By: Domaldel (moris.b.rubeksson.delete@this.gmail.com), January 1, 2019 5:52 pm
Room: Moderated Discussions
Domaldel (moris.b.rubeksson.delete@this.gmail.com) on January 1, 2019 4:44 pm wrote:
> Maynard Handley (name99.delete@this.name99.org) on January 1, 2019 12:17 pm wrote:
> > Simon Farnsworth (simon.delete@this.farnz.org.uk) on January 1, 2019 5:05 am wrote:
> > > Domaldel (moris.b.rubeksson.delete@this.gmail.com) on December 31, 2018 11:40 pm wrote:
> > > > David Hess (davidwhess.delete@this.gmail.com) on December 31, 2018 8:32 pm wrote:
> > > > > Doug S (foo.delete@this.bar.bar) on December 31, 2018 9:26 am wrote:
> > > > > > David Hess (davidwhess.delete@this.gmail.com) on December 30, 2018 6:26 pm wrote:
> > > > > > >
> > > > > > > The die price (size) problem has puzzled me for a while. For thermally limited designs which
> > > > > > > have a die smaller than can be produced, couldn't a higher clock speed be achieved be deliberately
> > > > > > > using a lower transistor density for a lower junction to case thermal resistance at the cost
> > > > > > > of higher power? I do not know of anybody doing it though or at least admitting it.
> > > > > >
> > > > > > What's the cause of hitting that thermal limit, it is a lack of ability to remove heat from a specific sq
> > > > > > mm or few sq mm, or is it the lack of ability to remove heat from the entire package? For the former what
> > > > > > you suggest will work, for the latter you upgrade to water cooling etc. to remove heat more quickly.
> > > > >
> > > > > It is the former which is why thermal management tracks
> > > > > power and temperature of different areas. One thing
> > > > > which would help is better materials for heat spreaders but they are all much more expensive than copper or
> > > > > even silver. A directly attached heat pipe would be ideal
> > > > > but the power density is much greater than a heat
> > > > > pipe will support except in low power applications some of which do use a directly attached heat pipe.
> > > > >
> > > > > I had not considered it before but a lot of the performance gain or rather lack of performance
> > > > > loss with denser processes since integrated temperature sensing was first used comes from monitoring
> > > > > temperature and power at many points instead of the average temperature which explains why so
> > > > > much effort is put into it. It is the peak temperatures and hot spots which matter.
> > > > >
> > > >
> > > > While not really viable for home build systems etc I imagine that you could
> > > > probably deal with a 3D server processors hot spots using a combination of thermal
> > > > planning and a built in cooling system *inside* the processor itself.
> > > >
> > >
> > >
> > > Do you mean something like IBM's ICECool research project? This is where IBM runs a
> > > dielectric fluid through the chip, set up so that the chip boils the fluid internally
> > > (cooling the chip) and it condenses again outside the chip ready to flow back round.
> >
> > The problem with a liquid to gas transition is that you get a huge accompanying volume change.

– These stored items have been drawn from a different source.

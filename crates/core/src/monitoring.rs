//! Monitoring visit outcome rules.
//!
//! A recorded visit may move GPS coordinates onto its site (successful
//! planting only) and may blacklist the request's beneficiary. The blacklist
//! side effect is driven solely by the `blacklisted` flag; the result value is
//! not required to be `not_planted`.

use crate::error::CoreError;

/// Seedlings were found planted at the site.
pub const RESULT_PLANTED_SUCCESSFUL: &str = "planted_successful";

/// Seedlings were not planted.
pub const RESULT_NOT_PLANTED: &str = "not_planted";

/// All accepted visit result values.
pub const VALID_RESULTS: &[&str] = &[RESULT_PLANTED_SUCCESSFUL, RESULT_NOT_PLANTED];

/// Blacklist reason used when the visit carries no notes.
pub const DEFAULT_BLACKLIST_REASON: &str = "Seedlings not planted as per site visit";

/// Validate a visit result value.
pub fn validate_result(result: &str) -> Result<(), CoreError> {
    if VALID_RESULTS.contains(&result) {
        Ok(())
    } else {
        Err(CoreError::Validation(format!(
            "Invalid result '{result}'. Must be one of: {}",
            VALID_RESULTS.join(", ")
        )))
    }
}

/// Validate a latitude/longitude pair when present.
pub fn validate_coordinates(latitude: Option<f64>, longitude: Option<f64>) -> Result<(), CoreError> {
    if let Some(lat) = latitude {
        if !(-90.0..=90.0).contains(&lat) {
            return Err(CoreError::Validation(format!(
                "gps_latitude {lat} is out of range"
            )));
        }
    }
    if let Some(lng) = longitude {
        if !(-180.0..=180.0).contains(&lng) {
            return Err(CoreError::Validation(format!(
                "gps_longitude {lng} is out of range"
            )));
        }
    }
    Ok(())
}

/// Coordinates to write onto the visit's site, if any.
///
/// Only a `planted_successful` result with both coordinates updates the site.
pub fn site_coordinates(
    result: Option<&str>,
    latitude: Option<f64>,
    longitude: Option<f64>,
) -> Option<(f64, f64)> {
    match (result, latitude, longitude) {
        (Some(RESULT_PLANTED_SUCCESSFUL), Some(lat), Some(lng)) => Some((lat, lng)),
        _ => None,
    }
}

/// Reason stored on a blacklist row.
pub fn blacklist_reason(notes: Option<&str>) -> String {
    match notes.map(str::trim) {
        Some(n) if !n.is_empty() => n.to_string(),
        _ => DEFAULT_BLACKLIST_REASON.to_string(),
    }
}

/// Whether a blacklisting is paired with a result other than `not_planted`.
pub fn is_unpaired_blacklist(result: Option<&str>) -> bool {
    result != Some(RESULT_NOT_PLANTED)
}

#[cfg(test)]
mod tests {
    use super::*;

    #[test]
    fn accepts_known_results() {
        assert!(validate_result(RESULT_PLANTED_SUCCESSFUL).is_ok());
        assert!(validate_result(RESULT_NOT_PLANTED).is_ok());
        assert!(validate_result("planted").is_err());
    }

    #[test]
    fn coordinate_ranges() {
        assert!(validate_coordinates(Some(14.6), Some(121.0)).is_ok());
        assert!(validate_coordinates(None, None).is_ok());
        assert!(validate_coordinates(Some(91.0), None).is_err());
        assert!(validate_coordinates(None, Some(-181.0)).is_err());
    }

    #[test]
    fn site_coordinates_need_success_and_both_values() {
        assert_eq!(
            site_coordinates(Some(RESULT_PLANTED_SUCCESSFUL), Some(14.6), Some(121.0)),
            Some((14.6, 121.0))
        );
        assert_eq!(site_coordinates(Some(RESULT_PLANTED_SUCCESSFUL), Some(14.6), None), None);
        assert_eq!(site_coordinates(Some(RESULT_NOT_PLANTED), Some(14.6), Some(121.0)), None);
        assert_eq!(site_coordinates(None, Some(14.6), Some(121.0)), None);
    }

    #[test]
    fn blacklist_reason_falls_back() {
        assert_eq!(blacklist_reason(None), DEFAULT_BLACKLIST_REASON);
        assert_eq!(blacklist_reason(Some("  ")), DEFAULT_BLACKLIST_REASON);
        assert_eq!(blacklist_reason(Some("Site abandoned")), "Site abandoned");
    }

    #[test]
    fn unpaired_blacklist_detection() {
        assert!(!is_unpaired_blacklist(Some(RESULT_NOT_PLANTED)));
        assert!(is_unpaired_blacklist(Some(RESULT_PLANTED_SUCCESSFUL)));
        assert!(is_unpaired_blacklist(None));
    }
}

> > For many purposes that's horribly undesirable. I don't see any pictures in the ICECool article,
> > or actual numbers, but I expect this makes the tech a non-starter outside maybe data centers.
> >
> > More generally what you want is a transition from a very low to a very high entropy state. Liquid to
> > gas is great --- but since the entropy increase DERIVES (mostly) from the volume increase, it's always
> > going to be impractical. What we want is something like maximum entropy change/volume NOT maximum entropy
> > change/mass. There are, of course, dozens of these - changes in magnetic state, changes in crystal
> > structure, Mott transitions - but then we add in all the other constraints. I'm guessing a liquid is
> > more practical than a solid, so most of the transitions that rely on crystal structure are out. Maybe
> > a solid to liquid melting would do the job --- but again the entropy change is just not that large
> > compared to boiling. (Enthalpy of vaporization tends to be about 10x that of fusion).
> > Now there are other ways to slash entropy back and forth. You can use high structure molecules that switch
> > between orientation phases (liquid crystals). You can use
> > chemical reactions. But as far as I can tell these
> > are all lousy numerically compared to the sweet sweet chaos of running around in a much larger volume.
> >
> > You can look at this from a different direction. There are
> > technologies today that generate a large amount of
> > heat in a very small volume. (Eg quantum cascade lasers
> > are generating 20W or more in a volume the size of a
> > small rice grain.) These are cooled not by phase transitions
> > by active cooling -- TE Coolers using Peltier effect.
> > Of course these come with their own headaches -- they're expensive, finicky to mount, and large...
> >
> > And remember WHATEVER you do, all you're doing is moving heat from where it's generated to somewhere
> > else where it can be radiated. You're not actually "eating up" the heat. So what's the radiation plan
> > once the heat gets moved from inside the chip to the chamber where the boiled vapor collects?
> >
> > It's theoretically POSSIBLE that 3D architecture could generate lots of heat deep inside a structure,
> > and that it's advantageous to stream that out of the system as fast as possible using a liquid heat
> > transport medium (basically capillaries running through your 3D chip). Now the figure of merit is
> > not how much heat can be absorbed at a fixed temperature (ie phase change issues); it's how much
> > heat can be moved at a certain speed (so a combination of heat capacity and viscosity).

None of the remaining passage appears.